Data for this exercise:
══════════

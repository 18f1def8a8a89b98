//! upshift - Django upgrade readiness scanner
//!
//! upshift scans a Django project for patterns that break when upgrading
//! from 4.2 to 5.0, and analyzes historical migrations for pytz
//! dependencies. Everything is regex-based pattern matching over the file
//! tree: no AST, no semantic analysis, no auto-fixing. Findings are
//! bucketed by severity and the migration analysis ends with a
//! recommended remediation path.
//!
//! ## Scanners
//!
//! 1. **Breaking changes** (`upshift scan`): nine sub-scans over source,
//!    settings, models, and templates, reported as P0/P1/P2 tiers.
//!
//! 2. **Migration analysis** (`upshift migrations`): classifies every
//!    pytz-importing migration as HIGH/MEDIUM/LOW risk depending on where
//!    the usage sits, then recommends whether the dependency can go.

pub mod config;
pub mod domain;
pub mod export;
pub mod migration;
pub mod report;
pub mod rules;
pub mod scanner;
pub mod walker;

pub use domain::*;
//! Types crossing the client boundary: the step descriptor returned by
//! `get_next_step` and the result reported back via `step_complete` (§6).

use serde::{Deserialize, Serialize};
use serde_json::Value as Json;

/// One atomic action the client must perform, or a trace-only record of a
/// server-internal step executed while `EngineConfig.debug` is set (§4.8).
#[derive(Debug, Clone, Serialize, Deserialize)]
pub struct StepDescriptor {
    pub id: String,
    #[serde(rename = "type")]
    pub kind: String,
    pub instructions: Json,
    pub definition: Json,
    #[serde(default, skip_serializing_if = "Option::is_none")]
    pub internal_trace: Option<bool>,
}

#[derive(Debug, Clone, Copy, PartialEq, Eq, Serialize, Deserialize)]
#[serde(rename_all = "snake_case")]
pub enum StepStatus {
    Ok,
    Error,
    Timeout,
    Cancelled,
}

/// The client's report of a completed (or failed) delegated step.
#[derive(Debug, Clone, Serialize, Deserialize)]
pub struct StepResult {
    pub status: StepStatus,
    #[serde(default)]
    pub output: Option<Json>,
    #[serde(default)]
    pub error_message: Option<String>,
}

impl StepResult {
    pub fn ok(output: Option<Json>) -> Self {
        StepResult { status: StepStatus::Ok, output, error_message: None }
    }
}

/// What the outer driver (a `WorkflowInstance`) must do after one call to
/// `exec::step` (§4.4, §4.5, §4.6).
pub enum Advance {
    /// Return this descriptor to the client and suspend until `step_complete`.
    Client(StepDescriptor),
    /// `parallel_foreach` needs a `SubAgentManager`; the instance layer owns
    /// sub-agent lifecycle, exec only evaluates the fan-out request.
    SubAgents(SubAgentDispatch),
    /// The instance has no more steps to run.
    Done,
}

#[derive(Debug, Clone)]
pub struct SubAgentDispatch {
    pub step_id: String,
    pub items: Vec<Json>,
    pub sub_agent_task: String,
    pub max_parallel: u32,
    pub wait_for_all: bool,
    pub timeout_seconds: Option<u64>,
    pub aggregation_path: String,
}
use serde::{Deserialize, Serialize};

/// Top-level engine configuration loaded from `workflow-engine.toml`.
#[derive(Debug, Clone, Default, PartialEq, Serialize, Deserialize)]
#[serde(deny_unknown_fields, default)]
pub struct EngineConfig {
    pub discovery: DiscoveryConfig,
    pub limits: LimitsConfig,
    pub defaults: DefaultsConfig,
    /// Disables server-internal batching: every server-internal step is
    /// also surfaced to the client as a trace-only descriptor (§4.4, §4.8).
    pub debug: bool,
}

/// Workflow file discovery directories (§6): project-local first, then
/// user-home, each rooted under `.aromcp/workflows/`.
#[derive(Debug, Clone, Default, PartialEq, Eq, Serialize, Deserialize)]
#[serde(deny_unknown_fields, default)]
pub struct DiscoveryConfig {
    pub project_dir: Option<String>,
    pub home_dir: Option<String>,
}

/// Resource limits enforced by the engine (§5).
#[derive(Debug, Clone, PartialEq, Eq, Serialize, Deserialize)]
#[serde(deny_unknown_fields, default)]
pub struct LimitsConfig {
    pub max_state_bytes: u64,
    pub max_concurrent_workflows: u32,
}

impl Default for LimitsConfig {
    fn default() -> Self {
        Self {
            max_state_bytes: 100 * 1024 * 1024,
            max_concurrent_workflows: 64,
        }
    }
}

/// Defaults applied when a workflow or step omits its own value.
#[derive(Debug, Clone, PartialEq, Serialize, Deserialize)]
#[serde(deny_unknown_fields, default)]
pub struct DefaultsConfig {
    pub max_iterations: u32,
    pub step_timeout_seconds: u64,
    pub workflow_timeout_seconds: u64,
    pub max_parallel: u32,
    pub retry_backoff_base_ms: u64,
    pub retry_backoff_multiplier: f64,
    pub retry_backoff_cap_ms: u64,
}

impl Default for DefaultsConfig {
    fn default() -> Self {
        Self {
            max_iterations: 100,
            step_timeout_seconds: 300,
            workflow_timeout_seconds: 3600,
            max_parallel: 10,
            retry_backoff_base_ms: 200,
            retry_backoff_multiplier: 2.0,
            retry_backoff_cap_ms: 30_000,
        }
    }
}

══════════

Task goal: Please write out, exactly as they appear above, only the lines in the stretch from the line with "the fan-out request." through the line with "pub struct EngineConfig".

The completed task:
    /// sub-agent lifecycle, exec only evaluates the fan-out request.
    SubAgents(SubAgentDispatch),
    /// The instance has no more steps to run.
    Done,
}

#[derive(Debug, Clone)]
pub struct SubAgentDispatch {
    pub step_id: String,
    pub items: Vec<Json>,
    pub sub_agent_task: String,
    pub max_parallel: u32,
    pub wait_for_all: bool,
    pub timeout_seconds: Option<u64>,
    pub aggregation_path: String,
}
use serde::{Deserialize, Serialize};

/// Top-level engine configuration loaded from `workflow-engine.toml`.
#[derive(Debug, Clone, Default, PartialEq, Serialize, Deserialize)]
#[serde(deny_unknown_fields, default)]
pub struct EngineConfig {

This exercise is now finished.